You miss the point. Please supply evidence that cold fusion must stay cold. The point I am arguing is the definition of cold fusion.

My work team consists of phd’s that have worked in or around this field and they agree a fusion reaction causes heat as a by product. They also agree that cold fusion is not related to the action after the fusion is started, but the starting of the fusion process.

The experiment referenced in wikipedia is discredited, but it made popular and defined the term cold fusion. It was discredited as it could not be replicated. Not the terminology.

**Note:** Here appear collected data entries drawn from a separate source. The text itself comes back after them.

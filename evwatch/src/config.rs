use crate::PanicPolicy;

/// Configuration for a [`WatcherRegistry`](crate::WatcherRegistry).
///
/// Use the builder methods to customize, or [`Default`] for sensible defaults.
///
/// # Examples
///
/// ```rust
/// use evwatch::{Config, PanicPolicy};
///
/// let config = Config::default()
///     .with_prepare_capacity(16)                  // Preallocate prepare slots
///     .with_check_capacity(4)                     // Preallocate check slots
///     .with_panic_policy(PanicPolicy::Release);   // Drop watchers that panic
/// ```
#[derive(Debug, Clone, PartialEq, Eq, PartialOrd, Ord, Hash)]
#[cfg_attr(feature = "serde", derive(serde::Serialize, serde::Deserialize))]
pub struct Config {
    /// Number of prepare watchers the registry has room for before growing.
    /// Default: 8
    prepare_capacity: usize,

    /// Number of check watchers the registry has room for before growing.
    /// Default: 8
    check_capacity: usize,

    /// What to do when a watcher callback panics.
    /// Default: [`PanicPolicy::Propagate`]
    panic_policy: PanicPolicy,
}

impl Default for Config {
    fn default() -> Self {
        Config {
            prepare_capacity: 8,
            check_capacity: 8,
            panic_policy: PanicPolicy::default(),
        }
    }
}

impl Config {
    /// Set the initial capacity for prepare watchers.
    pub fn with_prepare_capacity(mut self, capacity: usize) -> Self {
        self.prepare_capacity = capacity;
        self
    }

    /// Returns the initial capacity for prepare watchers.
    pub fn prepare_capacity(&self) -> usize {
        self.prepare_capacity
    }

    /// Set the initial capacity for check watchers.
    pub fn with_check_capacity(mut self, capacity: usize) -> Self {
        self.check_capacity = capacity;
        self
    }

    /// Returns the initial capacity for check watchers.
    pub fn check_capacity(&self) -> usize {
        self.check_capacity
    }

    /// Set the policy applied when a watcher callback panics.
    ///
    /// See [`PanicPolicy`] for the available behaviours.
    pub fn with_panic_policy(mut self, policy: PanicPolicy) -> Self {
        self.panic_policy = policy;
        self
    }

    /// Returns the policy applied when a watcher callback panics.
    pub fn panic_policy(&self) -> PanicPolicy {
        self.panic_policy
    }
}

Now I point to every dictionary definition of cold fusion and the wikipedia article defining the term cold fusion. None of them saying the reaction once started must stay “cold” all stating the start of the reaction is at or near room temperature.

Also what energy are we looking to harvest in fusion? Heat! Just like fission. Just cleaner.

Then the next step is a continuation fusion to fission and back again, a perpetual energy machine. Also theoretical.
 
I bet if the US government thought it could be or is being weaponized they would have it solved within a few years. No expense would be spared.